ブロックチェーンのもう一方でも分裂が進んでいます。Base上のLimitlessは15分および1時間の暗号短期取引を行い、月間取引量は一時10億ドル規模に達しました。BNBチェーン上のOpinionやPredict.funはそれぞれマクロテーマやバイナンスウォレットの流量を取り込んでいます。Myriadはメディア内に埋め込む方向に進み、Azuroは数十のフロントエンドに取引所の基盤を提供し、HyperliquidはHIP-4を用いて結果契約を自社の注文書に接続しています。
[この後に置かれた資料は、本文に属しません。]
//! ldiff CLI - line-level diff with collapsible sections

mod config;
mod logging;
mod render;
mod source;

use anyhow::{Context, Result};
use clap::Parser;
use config::{ColorChoice, Config, Format};
use ldiff_core::report::summary_line;
use ldiff_core::{export_report, DiffResult, FoldNavigator};
use render::RenderOptions;
use std::io::{self, IsTerminal, Write};
use std::path::PathBuf;
use std::process::ExitCode;

#[derive(Parser, Debug)]
#[command(name = "ldiff")]
#[command(author, version, about = "A line-level diff with collapsible sections")]
struct Args {
    /// Old file (`-` reads stdin)
    old: PathBuf,

    /// New file (`-` reads stdin)
    new: PathBuf,

    /// Output format
    #[arg(short, long, value_enum)]
    format: Option<Format>,

    /// Write output to a file instead of stdout
    #[arg(short, long)]
    output: Option<PathBuf>,

    /// Expand collapsed unchanged sections
    #[arg(long)]
    expand: bool,

    /// When to use colors
    #[arg(long, value_enum)]
    color: Option<ColorChoice>,

    /// Hide the line number gutter
    #[arg(long)]
    no_line_numbers: bool,

    /// Print only the change counts
    #[arg(long)]
    stats: bool,

    /// Similarity above which differing lines count as modified (0..=1)
    #[arg(long, value_parser = parse_unit)]
    modify_threshold: Option<f64>,

    /// Similarity below which a modification is a conflict (0..=1)
    #[arg(long, value_parser = parse_unit)]
    conflict_threshold: Option<f64>,

    /// Exit with status 1 when the inputs differ
    #[arg(long)]
    exit_code: bool,

    /// Increase log verbosity (-v info, -vv debug, -vvv trace)
    #[arg(short, long, action = clap::ArgAction::Count)]
    verbose: u8,
}

fn parse_unit(value: &str) -> Result<f64, String> {
    let parsed: f64 = value
        .parse()
        .map_err(|e| format!("invalid number '{value}': {e}"))?;
    if (0.0..=1.0).contains(&parsed) {
        Ok(parsed)
    } else {
        Err(format!("{value} is not within 0..=1"))
    }
}

/// Output settings after merging CLI flags over config
#[derive(Debug, Clone, Copy)]
struct OutputPlan {
    format: Format,
    stats_only: bool,
    expand: bool,
    render: RenderOptions,
}

impl OutputPlan {
    fn new(args: &Args, config: &Config, color: bool) -> Self {
        Self {
            format: args.format.unwrap_or(config.output.format),
            stats_only: args.stats,
            expand: args.expand || config.output.expand,
            render: RenderOptions {
                color,
                line_numbers: config.output.line_numbers && !args.no_line_numbers,
            },
        }
    }
}

fn use_color(choice: ColorChoice, to_file: bool) -> bool {
    if to_file {
        return false;
    }
    match choice {
        ColorChoice::Always => true,
        ColorChoice::Never => false,
        ColorChoice::Auto => io::stdout().is_terminal() && std::env::var_os("NO_COLOR").is_none(),
    }
}

fn render_output(diff: DiffResult, plan: OutputPlan) -> Result<String> {
    if plan.stats_only {
        return match plan.format {
            Format::Json => {
                let mut json = serde_json::to_string_pretty(&diff.stats)
                    .context("Failed to serialize stats")?;
                json.push('\n');
                Ok(json)
            }
            _ => Ok(format!("{}\n", summary_line(&diff.stats))),
        };
    }

    match plan.format {
        Format::Text => {
            let mut nav = FoldNavigator::new(diff);
            if plan.expand {
                nav.expand_all();
            }
            Ok(render::render_text(&nav, plan.render))
        }
        Format::Json => {
            let mut json =
                serde_json::to_string_pretty(&diff).context("Failed to serialize diff")?;
            json.push('\n');
            Ok(json)
        }
        Format::Report => Ok(export_report(&diff)),
    }
}

fn main() -> Result<ExitCode> {
    let args = Args::parse();
    logging::init(args.verbose)?;
    let config = Config::load();

    let (old_source, new_source) = source::resolve(&args.old, &args.new)?;
    let limit = config.input.limit();
    let old = old_source
        .read(limit)
        .with_context(|| format!("Failed to read old input: {}", old_source.label()))?;
    let new = new_source
        .read(limit)
        .with_context(|| format!("Failed to read new input: {}", new_source.label()))?;

    // CLI thresholds override config
    let mut engine = config.engine();
    if let Some(modify) = args.modify_threshold {
        engine = engine.with_modify_threshold(modify);
    }
    if let Some(conflict) = args.conflict_threshold {
        engine = engine.with_conflict_threshold(conflict);
    }
    let thresholds = engine.thresholds();
    if thresholds.modify > thresholds.conflict {
        tracing::warn!(
            modify = thresholds.modify,
            conflict = thresholds.conflict,
            "modify threshold is above conflict threshold; no modification will be a conflict"
        );
    }

    let diff = engine.diff_strings(&old, &new);
    tracing::info!(
        old = %old_source.label(),
        new = %new_source.label(),
        records = diff.records.len(),
        sections = diff.sections.len(),
        "diffed inputs"
    );
    let identical = diff.is_identical();

    let color = use_color(args.color.unwrap_or(config.output.color), args.output.is_some());
    let plan = OutputPlan::new(&args, &config, color);
    let output = render_output(diff, plan)?;

    match &args.output {
        Some(path) => std::fs::write(path, &output)
            .with_context(|| format!("Failed to write output: {}", path.display()))?,
        None => {
            let mut stdout = io::stdout().lock();
            stdout
                .write_all(output.as_bytes())
                .and_then(|()| stdout.flush())
                .context("Failed to write to stdout")?;
        }
    }

    if args.exit_code && !identical {
        return Ok(ExitCode::from(1));
    }
    Ok(ExitCode::SUCCESS)
}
資本が次々と参入し、場はますます混雑しており、逆に退出の問題がより緊急になっています。資本側の出口は、発行と上場の2つの道に過ぎません。昨年、Polymarketの幹部は公開の場で、トークンやエアドロップがあると表明しました;親会社のBlockratizeは今年2月にPOLYと$POLYの商標を登録申請しました。ICEの協力発表の中でも、将来のトークン化の計画が言及されましたが、具体的な発行時期やエアドロップのルールはまだ決まっていません。
現在、同社は上場申請書を提出しておらず、モルガン・スタンレーは昨年、規制リスクのためPolymarketとの銀行業務を終了しましたが、同行は依然として同社との複数のビジネス関係を維持し、将来のIPOの引受に参加することを検討しています。